Le rapport controversé, qui comprend des données sur les victimes présumées, a tenté de détourner toutes les responsabilités de l'ancien prêtre, cherchant à accuser les autorités judiciaires et policières timoraises et les organisations qui ont soutenu les victimes de «violences sexuelles collectives» pour avoir prétendument mené des examens médico-légaux et auditions des victimes.

Plusieurs des victimes présumées ont été placées dans des maisons de protection, normalement utilisées par la police et le système judiciaire, mais dans le rapport, il est allégué qu'elles ont été "enlevées".

Signé par le père Hermínio de Fátima Gonçalvez, le rapport critique les enquêtes judiciaires, accuse les autorités d'enlever des enfants et révèle même les lieux de protection.

Accusant les organisations d'aide aux victimes d'être «un réseau» agissant de manière «structurée» avec le Gouvernement, les procureurs, le secteur de la santé et la police, il est écrit que l'enquête était «un crime organisé d'exploitation des enfants, traite des êtres humains et justice mafieuse ».

«Nous avons reçu une contribution de la Commission des enfants que j'ai envoyée au bureau central de lutte contre la corruption et le crime organisé pour savoir s'il y a ou non du matériel criminel dans ce rapport», a déclaré José Ximenes.

"S'il y a une affaire pénale, nous déposerons une plainte", a-t-il dit.

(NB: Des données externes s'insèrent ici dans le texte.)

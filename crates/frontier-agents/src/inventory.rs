//! Inventory and gold operations for actors.
//!
//! Items are counted in a `BTreeMap<Item, u32>`; entries that reach zero are
//! removed. Gold is a plain counter on the actor. Every operation uses
//! checked arithmetic and leaves the inventory untouched on failure, so
//! multi-item consumption (crafting, trades, building) is all-or-nothing
//! when it goes through [`remove_bundle`].

use std::collections::BTreeMap;

use frontier_types::{Actor, Item, TradeBundle};

use crate::error::AgentError;

/// Check whether the inventory contains at least `amount` of `item`.
pub fn has_item(inventory: &BTreeMap<Item, u32>, item: Item, amount: u32) -> bool {
    inventory.get(&item).copied().unwrap_or(0) >= amount
}

/// Check whether the inventory holds every line of `items`.
pub fn has_items(inventory: &BTreeMap<Item, u32>, items: &BTreeMap<Item, u32>) -> bool {
    items
        .iter()
        .all(|(item, qty)| has_item(inventory, *item, *qty))
}

/// Add `amount` units of `item`.
pub fn add_item(
    inventory: &mut BTreeMap<Item, u32>,
    item: Item,
    amount: u32,
) -> Result<(), AgentError> {
    if amount == 0 {
        return Ok(());
    }
    let entry = inventory.entry(item).or_insert(0);
    *entry = entry
        .checked_add(amount)
        .ok_or_else(|| AgentError::overflow("item quantity overflow in add_item"))?;
    Ok(())
}

/// Remove `amount` units of `item`.
///
/// Fails without mutating if the actor holds fewer. Removes the key when the
/// quantity reaches zero.
pub fn remove_item(
    inventory: &mut BTreeMap<Item, u32>,
    item: Item,
    amount: u32,
) -> Result<(), AgentError> {
    let current = inventory.get(&item).copied().unwrap_or(0);
    let remaining = current
        .checked_sub(amount)
        .ok_or(AgentError::InsufficientItem {
            item,
            requested: amount,
            available: current,
        })?;
    if remaining == 0 {
        inventory.remove(&item);
    } else {
        inventory.insert(item, remaining);
    }
    Ok(())
}

/// Whether the actor holds everything in `bundle`, gold included.
pub fn can_afford(actor: &Actor, bundle: &TradeBundle) -> bool {
    actor.gold >= bundle.gold && has_items(&actor.inventory, &bundle.items)
}

/// Remove every item and the gold in `bundle` from the actor.
///
/// Checks all lines first; on any shortfall nothing is removed.
pub fn remove_bundle(actor: &mut Actor, bundle: &TradeBundle) -> Result<(), AgentError> {
    if actor.gold < bundle.gold {
        return Err(AgentError::InsufficientGold {
            requested: bundle.gold,
            available: actor.gold,
        });
    }
    for (item, qty) in &bundle.items {
        let available = actor.item_count(*item);
        if available < *qty {
            return Err(AgentError::InsufficientItem {
                item: *item,
                requested: *qty,
                available,
            });
        }
    }
    for (item, qty) in &bundle.items {
        remove_item(&mut actor.inventory, *item, *qty)?;
    }
    actor.gold = actor
        .gold
        .checked_sub(bundle.gold)
        .ok_or_else(|| AgentError::overflow("gold underflow in remove_bundle"))?;
    Ok(())
}

/// Credit every item and the gold in `bundle` to the actor.
pub fn add_bundle(actor: &mut Actor, bundle: &TradeBundle) -> Result<(), AgentError> {
    for (item, qty) in &bundle.items {
        add_item(&mut actor.inventory, *item, *qty)?;
    }
    add_gold(actor, bundle.gold)
}

/// Credit gold to the actor.
pub fn add_gold(actor: &mut Actor, amount: u32) -> Result<(), AgentError> {
    actor.gold = actor
        .gold
        .checked_add(amount)
        .ok_or_else(|| AgentError::overflow("gold overflow in add_gold"))?;
    Ok(())
}

/// Take all of the actor's gold, leaving zero.
pub const fn take_all_gold(actor: &mut Actor) -> u32 {
    let gold = actor.gold;
    actor.gold = 0;
    gold
}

En décembre, le tribunal de Dili avait ordonné l'arrestation préventive de Richard Daschbach, qui avait été expulsé de l'organisation à laquelle il était lié, la congrégation Societas Verbi Divini (SVD ou Divine Word Society), lorsque les crimes étaient connus.

L'ancien prêtre a fait appel pour la détention préventive et la cour d'appel a terminé, le 12 juillet, en changeant la mesure de coercition en assignation à résidence.

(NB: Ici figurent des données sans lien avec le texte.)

/// Yield one cycle to the gatherer; deplete and roll for a seed if empty.
fn complete_cycle(
    world: &mut WorldState,
    job: GatherJob,
    rules: &ResourceRules,
    tick: u64,
    seed: u64,
) {
    let Some(node) = world.resources.get_mut(&job.resource) else {
        return;
    };
    let kind = node.kind;
    let amount = rules.cycle_yield(kind, node.remaining);
    node.remaining = node.remaining.saturating_sub(amount);
    let depleted = node.remaining == 0;
    let next_countdown = rules.cycle_ticks(kind).unwrap_or(1).max(1);
    if depleted {
        node.state = ResourceState::Depleted;
    }

    let Some(actor) = world.actors.get_mut(&job.actor) else {
        warn!(actor = %job.actor, "gatherer vanished mid-cycle");
        return;
    };
    match kind {
        ResourceKind::Tree => add_item(&mut actor.inventory, Item::Log, amount),
        ResourceKind::GoldVein => actor.gold = actor.gold.saturating_add(amount),
        ResourceKind::Sapling => {}
    }
    world.emit(GameEvent::Gathered {
        actor: job.actor,
        resource: job.resource,
        kind,
        amount,
    });

    if !depleted {
        if let Some(j) = world.gather_jobs.get_mut(&job.actor) {
            j.countdown = next_countdown;
        }
        return;
    }

    world.gather_jobs.remove(&job.actor);
    if let Some(actor) = world.actors.get_mut(&job.actor) {
        actor.status = ActorStatus::Idle;
    }
    world.emit(GameEvent::ResourceDepleted {
        resource: job.resource,
    });

    let roll = resource_roll(job.resource, tick, seed);
    if kind == ResourceKind::Tree && roll < rules.seed_drop_percent {
        if let Some(actor) = world.actors.get_mut(&job.actor) {
            add_item(&mut actor.inventory, Item::Seed, 1);
        }
        world.emit(GameEvent::SeedDropped {
            actor: job.actor,
            resource: job.resource,
        });
    }
}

La décision est intervenue après la visite au Timor-Leste d'un procureur de la SDV, le père Peter Dikos, qui à l'époque déplorait le retard de la justice timoraise, confirmant que les informations indiquaient que «la maltraitance systématique des filles au quotidien» .

"Cela dure depuis des années et des années", a déclaré Dikos, soulignant qu '"il n'y a pas de cas de ce genre" dans l'histoire de l'organisation.

Dikos a noté que bien que le Vatican ait traité l'affaire en expulsant l'ancien prêtre, c'était "un défi dès le début de traiter avec la police", le SVD ayant emmené Daschbach à la police au moins deux fois, demandant un document confirmant le remise du suspect aux autorités.

Daschbach a été arrêté en avril 2019 pour un premier interrogatoire, des mois après le signalement du cas, et a reçu l'ordre de quitter l'enclave et de rentrer chez lui à Maliana.

Les victimes ont déclaré avoir déjà été la cible de menaces pour avoir dénoncé les exactions de Richard Daschbach, qui auraient été commises pendant plusieurs années sur des dizaines d'enfants.

Daschbach, originaire de Pittsburg, aux États-Unis, vit au Timor-Leste depuis 1966 et, en 1992, a créé deux foyers pour enfants, Topu Honis, dans deux espaces de l'enclave d'Oecusse.

Bien que Daschbach ait reconnu à plusieurs personnes qu'il était responsable des crimes, il a continué à vivre pendant plusieurs mois dans la petite localité de l'enclave d'Oecusse, où il est accusé d'avoir commis les exactions, aspect qui avait soulevé plusieurs critiques au Timor-Leste.